Saturday 12 August 2017

Squashing range of old commits in git

        Changing the commit history of your branch is usually not the best idea. It should be done only in very specific cases. First of all by changing the history you will cause a great headache for whoever has changes in a branch branched off of the branch you are changing. My case was very specific. I had to squash old commits in the develop branch, which was used earlier by pretty much just a single developer. The effort was to create a demo application, which prompted the thought to just hide all these commits behind one "demo preparation" commit. Here are the steps I've taken to perform the squash on selected commits of the branch. I had a freshly installed git on a windows machine at my disposal.

    1.      I've branched off of develop and created develop-squash, a branch I could work on
     
    2.      I've cloned the same repository in a separate location - I like to have an option to manually check different commits in the other repository, while I'm working on a rebase in my initial repo
    3.      I've set the default git text editor to Notepad++:
     
    git config --global core.editor "'C:/Program Files (x86)/Notepad++/notepad++.exe' -multiInst -notabbar -nosession -noPlugin"

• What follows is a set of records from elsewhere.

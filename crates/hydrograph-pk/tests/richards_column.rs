//! Richards kernels on a column: a van Genuchten infiltration run, and a
//! head-coupled column under a storage surface.

use std::sync::Arc;

use hydrograph_core::{Key, KeyTag, ParameterList, Tag};
use hydrograph_evaluators::default_factory;
use hydrograph_mesh::{ColumnMesh, SurfaceMesh};
use hydrograph_pk::{
    Bdf1Config, Bdf1Integrator, NonlinearFunction, ProcessKernel, Richards, SurfaceSubsurfaceCoupler, TimestepConfig,
    TimestepController,
};
use hydrograph_state::StateStore;
use hydrograph_test_utils::{init_tracing, LinearStorageKernel};

fn column_store(ncells: usize, fields: &str) -> StateStore {
    init_tracing();
    let column = ColumnMesh::uniform("domain", 0.0, 1.0, ncells).unwrap();
    let surface = SurfaceMesh::from_faces("surface", &column, vec![column.top_face()]).unwrap();
    let list = ParameterList::from_json("field evaluators", fields).unwrap();
    let mut store = StateStore::new().with_factory(default_factory()).with_evaluator_list(list);
    store.register_mesh(Arc::new(column));
    store.register_mesh(Arc::new(surface));
    store
}

fn total(store: &mut StateStore, key: &str, tag: &Tag) -> f64 {
    store.get_field(&Key::from(key).at(tag)).unwrap().view("cell").unwrap().iter().sum()
}

// ── Infiltration ───────────────────────────────────────────────────

const SOIL: &str = r#"{
    "porosity": {"field evaluator type": "constant", "value": 0.25},
    "molar_density_liquid": {"field evaluator type": "constant", "value": 55000.0},
    "viscosity_liquid": {"field evaluator type": "constant", "value": 8.9e-4},
    "mass_density_liquid": {"field evaluator type": "constant", "value": 1000.0},
    "permeability": {"field evaluator type": "constant", "value": 1.0e-12}
}"#;

/// Rain of 0.01 mol m^-2 s^-1 on the top face; the base holds the
/// water table at z = 0.5.
const INFILTRATION: &str = r#"{
    "absolute error tolerance": 1.0e-6,
    "relative error tolerance": 1.0e-6,
    "water retention evaluator": {
        "van Genuchten alpha": 2.0e-4,
        "van Genuchten m": 0.5,
        "residual saturation": 0.1
    },
    "modify predictor for flux BCs": true,
    "modify predictor with consistent faces": true,
    "initial condition": {"water table elevation": 0.5, "density": 1000.0},
    "boundary conditions": {
        "mass flux": {"rain": {"boundary": "top", "value": -0.01}},
        "pressure": {"base": {"boundary": "bottom", "value": 106228.3}}
    }
}"#;

#[test]
fn van_genuchten_column_takes_up_rain() {
    let mut store = column_store(10, SOIL);
    let plist = ParameterList::from_json("flow", INFILTRATION).unwrap();
    let mut pk = Richards::new(&plist, &store).unwrap();
    assert!(pk.wrm().is_some());
    pk.setup(&mut store).unwrap();
    store.setup().unwrap();
    pk.initialize(&mut store).unwrap();

    // Unsaturated above the water table, saturated below it.
    let sat = store
        .get_field(&KeyTag::new("saturation_liquid", Tag::NEXT))
        .unwrap()
        .view("cell")
        .unwrap()
        .to_vec();
    assert_eq!(sat[0], 1.0);
    assert!(sat[9] > 0.1 && sat[9] < 1.0, "top saturation {}", sat[9]);
    let before = total(&mut store, "water_content", &Tag::PREVIOUS);

    let t_end = 21600.0;
    let config = TimestepConfig {
        initial: 100.0,
        max: 3600.0,
        ..TimestepConfig::default()
    };
    let mut controller = TimestepController::new(config, Bdf1Integrator::new(Bdf1Config::default()));
    let summary = controller.advance(&mut pk, &mut store, t_end).unwrap();
    assert!((summary.t - t_end).abs() < 1e-6);
    assert!(summary.steps > 0);

    let after = total(&mut store, "water_content", &Tag::PREVIOUS);
    let rain = 0.01 * t_end;
    let gained = after - before;
    // Some of the rain leaves through the base; none is created.
    assert!(gained > 0.25 * rain, "gained {gained} of {rain}");
    assert!(gained < 1.05 * rain, "gained {gained} of {rain}");

    let top = store
        .get_field(&KeyTag::new("saturation_liquid", Tag::NEXT))
        .unwrap()
        .view("cell")
        .unwrap()[9];
    assert!(top > sat[9], "top saturation {} -> {top}", sat[9]);
}

// ── Head coupling ──────────────────────────────────────────────────

/// Water content `1e-3 p` with unit transport coefficients.
const LINEAR_SOIL: &str = r#"{
    "water_content": {"field evaluator type": "multiplicative",
                      "evaluator dependencies": ["pressure"], "coefficient": 1.0e-3},
    "relative_permeability": {"field evaluator type": "constant", "value": 1.0},
    "molar_density_liquid": {"field evaluator type": "constant", "value": 1.0},
    "viscosity_liquid": {"field evaluator type": "constant", "value": 1.0},
    "mass_density_liquid": {"field evaluator type": "constant", "value": 1000.0},
    "permeability": {"field evaluator type": "constant", "value": 1.0}
}"#;

/// A head-coupled column of two cells under a storage surface with no
/// decay, set up and initialized at atmospheric pressure.
fn head_coupled() -> (StateStore, SurfaceSubsurfaceCoupler) {
    let mut store = column_store(2, LINEAR_SOIL);
    let flow = ParameterList::from_json(
        "flow",
        r#"{"initial condition": {"value": 101325.0}, "coupled to surface via head": true}"#,
    )
    .unwrap();
    let kernels: Vec<Box<dyn ProcessKernel>> = vec![
        Box::new(Richards::new(&flow, &store).unwrap()),
        Box::new(LinearStorageKernel::new("surface flow", "surface-pressure", 1.0, 0.0, 101325.0).on_domain("surface")),
    ];
    let list = ParameterList::from_json(
        "surface and subsurface",
        r#"{"PK name": "column", "subsurface PK name": "flow", "surface PK name": "surface flow"}"#,
    )
    .unwrap();
    let mut coupler = SurfaceSubsurfaceCoupler::new(&list, &store, kernels).unwrap();
    coupler.setup(&mut store).unwrap();
    store.setup().unwrap();
    coupler.initialize(&mut store).unwrap();
    (store, coupler)
}

/// Parent face of the single surface cell and its direction out of the
/// top column cell.
fn parent_face(store: &StateStore) -> (usize, f64) {
    let column = store.mesh("domain").unwrap();
    let top = column.boundary_faces().iter().copied().max().unwrap();
    let dir = column
        .cell_faces_and_dirs(1)
        .iter()
        .find(|(f, _)| *f == top)
        .map(|(_, d)| f64::from(*d))
        .unwrap();
    (top, dir)
}

#[test]
fn surface_residual_loses_the_exchange_flux() {
    let (mut store, mut coupler) = head_coupled();
    let (top, dir) = parent_face(&store);

    let u = coupler.state_to_solution(&mut store, &Tag::NEXT).unwrap();
    let names: Vec<_> = u.children().iter().map(|c| c.name().to_string()).collect();
    assert_eq!(names, ["flow", "surface flow"]);
    let mut r = u.zeros_like();
    coupler.fun(&mut store, 0.0, 10.0, None, &u, &mut r).unwrap();

    // Uniform pressure under gravity drains through the top face.
    let q = store
        .get_field(&KeyTag::new("darcy_flux", Tag::NEXT))
        .unwrap()
        .view("face")
        .unwrap()
        .to_vec();
    assert!(q[top].abs() > 1.0, "flux {}", q[top]);

    // Without coupling the storage surface is at rest: its residual is zero.
    let rs = r.child(1).unwrap().leaf_data().unwrap().view("cell").unwrap()[0];
    let expected = -dir * q[top];
    assert!((rs - expected).abs() <= 1e-9 * expected.abs(), "{rs} vs {expected}");
}

#[test]
fn preconditioner_moves_the_parent_face_with_the_surface() {
    let (mut store, mut coupler) = head_coupled();
    let (top, _) = parent_face(&store);
    let dt = 10.0;

    let u = coupler.state_to_solution(&mut store, &Tag::NEXT).unwrap();
    let mut r = u.zeros_like();
    coupler.fun(&mut store, 0.0, dt, None, &u, &mut r).unwrap();
    coupler.update_precon(&mut store, dt, &u, dt).unwrap();
    let mut du = u.zeros_like();
    coupler.precon(&r, &mut du).unwrap();

    let rs = r.child(1).unwrap().leaf_data().unwrap().view("cell").unwrap()[0];
    let surface_du = du.child(1).unwrap().leaf_data().unwrap().view("cell").unwrap()[0];
    // The surface block is C / dt with C = 1.
    assert!((surface_du - rs * dt).abs() <= 1e-9 * surface_du.abs());
    assert!(surface_du != 0.0);

    let face_du = du.child(0).unwrap().leaf_data().unwrap().view("face").unwrap()[top];
    assert_eq!(face_du, surface_du);
}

    4.      I've launched interactive rebase to change the whole history of the branch:

    git rebase -i --root

    What it will do is it will open the interactive rebase file in Notepad++. We will get a list of all commits in the branch. --root makes it list all commits from the very first one. We can set a specific hash instead of root, if we want to change the commit history from specific commit and not the first one. The list will not contain merge commits from other branches.

    Each commit in the list is set to "pick" which means the commit will be picked in the rebase operation. If we want to squash the given commit we need to change to "squash" or "s" for shortcut. (we can also drop specific commits or reorder them as we see fit).

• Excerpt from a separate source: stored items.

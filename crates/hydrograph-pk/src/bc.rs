//! Boundary-condition markers and the functions that fill them.
//!
//! A kernel keeps one [`BoundaryConditions`] table sized by the number of
//! faces and rebuilds it from its [`BcFunction`]s before every residual.
//!
//! # Configuration
//!
//! ```json
//! "boundary conditions": {
//!   "pressure": {
//!     "water table": { "boundary": "bottom", "value": 101325.0 }
//!   },
//!   "mass flux": {
//!     "rain": { "faces": [10], "times": [0.0, 3600.0], "values": [-1e-5, 0.0] }
//!   }
//! }
//! ```

use hydrograph_core::{ConfigError, ParameterList};
use hydrograph_mesh::Mesh;
use tracing::trace;

/// Kind of condition imposed on one face.
#[derive(Clone, Copy, Debug, Default, PartialEq, Eq)]
pub enum BcKind {
    /// Nothing imposed. Interior faces, and boundary faces not yet visited.
    #[default]
    None,
    /// The face value is fixed.
    Dirichlet,
    /// The outward flux per unit area is fixed.
    Neumann,
}

/// Per-face markers and values.
#[derive(Clone, Debug, Default, PartialEq)]
pub struct BoundaryConditions {
    kinds: Vec<BcKind>,
    values: Vec<f64>,
}

impl BoundaryConditions {
    /// A table for `nfaces` faces, all [`BcKind::None`].
    pub fn new(nfaces: usize) -> Self {
        Self {
            kinds: vec![BcKind::None; nfaces],
            values: vec![0.0; nfaces],
        }
    }

    /// Mark every face [`BcKind::None`] with value zero.
    pub fn reset(&mut self) {
        self.kinds.fill(BcKind::None);
        self.values.fill(0.0);
    }

    /// Fix the value on face `f`.
    pub fn set_dirichlet(&mut self, f: usize, value: f64) {
        self.kinds[f] = BcKind::Dirichlet;
        self.values[f] = value;
    }

    /// Fix the outward flux per unit area on face `f`.
    pub fn set_neumann(&mut self, f: usize, value: f64) {
        self.kinds[f] = BcKind::Neumann;
        self.values[f] = value;
    }

    /// Marker of face `f`.
    pub fn kind(&self, f: usize) -> BcKind {
        self.kinds[f]
    }

    /// Value of face `f`.
    pub fn value(&self, f: usize) -> f64 {
        self.values[f]
    }

    /// Number of faces.
    pub fn len(&self) -> usize {
        self.kinds.len()
    }

    /// Whether the table covers no faces.
    pub fn is_empty(&self) -> bool {
        self.kinds.is_empty()
    }

    /// Faces marked Dirichlet, with their values.
    pub fn dirichlet(&self) -> impl Iterator<Item = (usize, f64)> + '_ {
        self.kinds
            .iter()
            .zip(&self.values)
            .enumerate()
            .filter(|(_, (k, _))| **k == BcKind::Dirichlet)
            .map(|(f, (_, v))| (f, *v))
    }
}

// ── Functions ──────────────────────────────────────────────────────

/// Time dependence of one region's value.
#[derive(Clone, Debug, PartialEq)]
pub enum BcValue {
    /// `"value": x`.
    Constant(f64),
    /// `"times"` and `"values"`, linearly interpolated and held constant
    /// outside the table.
    Tabular {
        /// Increasing sample times.
        times: Vec<f64>,
        /// Value at each sample time.
        values: Vec<f64>,
    },
}

impl BcValue {
    fn from_plist(plist: &ParameterList) -> Result<Self, ConfigError> {
        if plist.is_parameter("value") {
            return Ok(Self::Constant(plist.get_f64("value")?));
        }
        let times = plist.get_f64_array("times")?;
        let values = plist.get_f64_array("values")?;
        if times.is_empty() || times.len() != values.len() {
            return Err(plist.invalid("values", "needs one value per entry of \"times\""));
        }
        if times.windows(2).any(|w| w[1] <= w[0]) {
            return Err(plist.invalid("times", "must be strictly increasing"));
        }
        Ok(Self::Tabular { times, values })
    }

    /// Value at time `t`.
    pub fn at(&self, t: f64) -> f64 {
        match self {
            Self::Constant(v) => *v,
            Self::Tabular { times, values } => {
                let i = times.partition_point(|&ti| ti <= t);
                if i == 0 {
                    values[0]
                } else if i == times.len() {
                    values[i - 1]
                } else {
                    let w = (t - times[i - 1]) / (times[i] - times[i - 1]);
                    values[i - 1] + w * (values[i] - values[i - 1])
                }
            }
        }
    }
}

/// A named set of boundary faces sharing one value.
#[derive(Clone, Debug, PartialEq)]
pub struct BcRegion {
    /// Entry name in the configuration.
    pub name: String,
    /// Face indices, all on the boundary.
    pub faces: Vec<usize>,
    /// The imposed value.
    pub value: BcValue,
}

/// One category of boundary conditions, e.g. all `"pressure"` entries.
///
/// Regions are applied in configuration order; a face listed twice takes
/// the later value.
#[derive(Clone, Debug, Default, PartialEq)]
pub struct BcFunction {
    regions: Vec<BcRegion>,
}

/// Sign of the outward normal's vertical component on boundary face `f`.
fn outward_z(mesh: &dyn Mesh, f: usize) -> f64 {
    let cells = mesh.face_cells(f);
    let Some(&c) = cells.first() else {
        return 0.0;
    };
    let dir = mesh
        .cell_faces_and_dirs(c)
        .iter()
        .find(|(face, _)| *face == f)
        .map_or(1.0, |(_, d)| f64::from(*d));
    dir * mesh.face_normal(f)[2]
}

impl BcFunction {
    /// No regions.
    pub fn empty() -> Self {
        Self::default()
    }

    /// Read `category` from a `"boundary conditions"` list. A missing
    /// category gives an empty function.
    pub fn from_category(bcs: &ParameterList, category: &str, mesh: &dyn Mesh) -> Result<Self, ConfigError> {
        if !bcs.is_sublist(category) {
            return Ok(Self::empty());
        }
        let list = bcs.sublist(category)?;
        let mut regions = Vec::new();
        for entry in list.sublists() {
            let (name, plist) = entry?;
            let faces = Self::read_faces(&plist, mesh)?;
            let value = BcValue::from_plist(&plist)?;
            trace!(category, region = %name, faces = faces.len(), "read boundary condition");
            regions.push(BcRegion { name, faces, value });
        }
        Ok(Self { regions })
    }

    fn read_faces(plist: &ParameterList, mesh: &dyn Mesh) -> Result<Vec<usize>, ConfigError> {
        if plist.is_parameter("faces") {
            let faces = plist.get_index_array("faces")?;
            if let Some(f) = faces.iter().find(|&&f| mesh.face_cells(f).len() != 1) {
                return Err(plist.invalid("faces", format!("face {f} is not a boundary face")));
            }
            return Ok(faces);
        }
        let boundary = plist.get_str("boundary")?;
        let keep: fn(f64) -> bool = match boundary {
            "top" => |z| z > 0.0,
            "bottom" => |z| z < 0.0,
            "all" => |_| true,
            other => {
                return Err(plist.invalid(
                    "boundary",
                    format!("'{other}' is not one of \"top\", \"bottom\", \"all\""),
                ))
            }
        };
        Ok(mesh
            .boundary_faces()
            .iter()
            .copied()
            .filter(|&f| keep(outward_z(mesh, f)))
            .collect())
    }

    /// Build from regions directly.
    pub fn from_regions(regions: Vec<BcRegion>) -> Self {
        Self { regions }
    }

    /// Whether no region is defined.
    pub fn is_empty(&self) -> bool {
        self.regions.is_empty()
    }

    /// The regions, in application order.
    pub fn regions(&self) -> &[BcRegion] {
        &self.regions
    }

    /// Every `(face, value)` pair at time `t`, in application order.
    pub fn values_at(&self, t: f64) -> impl Iterator<Item = (usize, f64)> + '_ {
        self.regions
            .iter()
            .flat_map(move |r| {
                let v = r.value.at(t);
                r.faces.iter().map(move |&f| (f, v))
            })
    }
}

#[cfg(test)]
mod tests {
    use super::*;
    use hydrograph_mesh::ColumnMesh;

    fn column() -> ColumnMesh {
        ColumnMesh::uniform("domain", 0.0, 1.0, 4).unwrap()
    }

    #[test]
    fn top_and_bottom_follow_outward_normal() {
        let mesh = column();
        let bcs = ParameterList::from_json(
            "boundary conditions",
            r#"{"pressure": {"bottom": {"boundary": "bottom", "value": 2.0},
                             "top": {"boundary": "top", "value": 1.0}}}"#,
        )
        .unwrap();
        let f = BcFunction::from_category(&bcs, "pressure", &mesh).unwrap();
        let pairs: Vec<_> = f.values_at(0.0).collect();
        assert_eq!(pairs, vec![(mesh.bottom_face(), 2.0), (mesh.top_face(), 1.0)]);
    }

    #[test]
    fn interior_face_rejected() {
        let mesh = column();
        let bcs = ParameterList::from_json(
            "boundary conditions",
            r#"{"mass flux": {"bad": {"faces": [2], "value": 0.0}}}"#,
        )
        .unwrap();
        match BcFunction::from_category(&bcs, "mass flux", &mesh) {
            Err(ConfigError::InvalidValue { name, .. }) => assert_eq!(name, "faces"),
            other => panic!("expected InvalidValue, got {other:?}"),
        }
    }

    #[test]
    fn missing_category_is_empty() {
        let mesh = column();
        let f = BcFunction::from_category(&ParameterList::new("bcs"), "pressure", &mesh).unwrap();
        assert!(f.is_empty());
    }

    #[test]
    fn tabular_values_interpolate_and_clamp() {
        let v = BcValue::Tabular {
            times: vec![0.0, 10.0],
            values: vec![1.0, 3.0],
        };
        assert_eq!(v.at(-1.0), 1.0);
        assert_eq!(v.at(5.0), 2.0);
        assert_eq!(v.at(20.0), 3.0);
    }

    #[test]
    fn table_marks_and_resets() {
        let mut t = BoundaryConditions::new(3);
        t.set_dirichlet(0, 5.0);
        t.set_neumann(2, -1.0);
        assert_eq!(t.dirichlet().collect::<Vec<_>>(), vec![(0, 5.0)]);
        assert_eq!(t.kind(2), BcKind::Neumann);
        t.reset();
        assert_eq!(t.kind(0), BcKind::None);
        assert_eq!(t.value(2), 0.0);
    }
}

    5.      After we've finished preparing the rebase, we can close the notepad document. Git will see it and execute the rebase, which will start going one by one. Each time there's an issue git will stop the rebase and allow us to act.
     
    6.      Whenever the rebase is stopped we get a chance at seeing what exactly went wrong and solve it. What usually happens is git tries to flatten the history behind the sub-branches of the branch we're squashing. In this case it will require you to resolve all conflicts. After you've resolved the conflicts with one of many diff tools, you can continue the rebase.

    7.      Continue the rebase by executing:

    git rebase --continue

    Or abort it:

    git rebase --abort

    8.      In my case quite often, to get sure I'm merging correctly I was checking a later point in the commit history, in the second repository I've cloned earlier.

    9.      After the rebase finished I've switched the names of the branches, created develop-legacy out of the initial develop, and  develop branch out of the develop-squash branch like this:

    git branch -m develop develop-legacy
    git branch -m develop-squash develop

    10.   Sort out master branch and HEAD:

    I've deleted the remote develop branch and pushed the new one in. Then I've overwritten the remote master branch with my develop as well:

    git push -f origin develop:master

    The above will also set the HEAD index onto this new master, which will leave our branch structure how it should be.

    11.   Cleanup

    At this moment we still heave our develop-legacy branch, which is the old branch with all our old commits. If we remove it we can pretty much remove all the associated tags and sub branches. The reason being - we won't need this history anymore, since we've already rewritten it.

    If we'll only delete the develop-legacy branch - our old commits will still be hanging, being kept by either old tags or sub branches. Once there are no branches and tags associated with it, git garbage collector should remove the orphaned commits (we can also force run it as well).


All in all, there are most probably better ways of doing it. This was something I've cobbled together. I'd be happy to learn about other options which I'm sure git has in stock.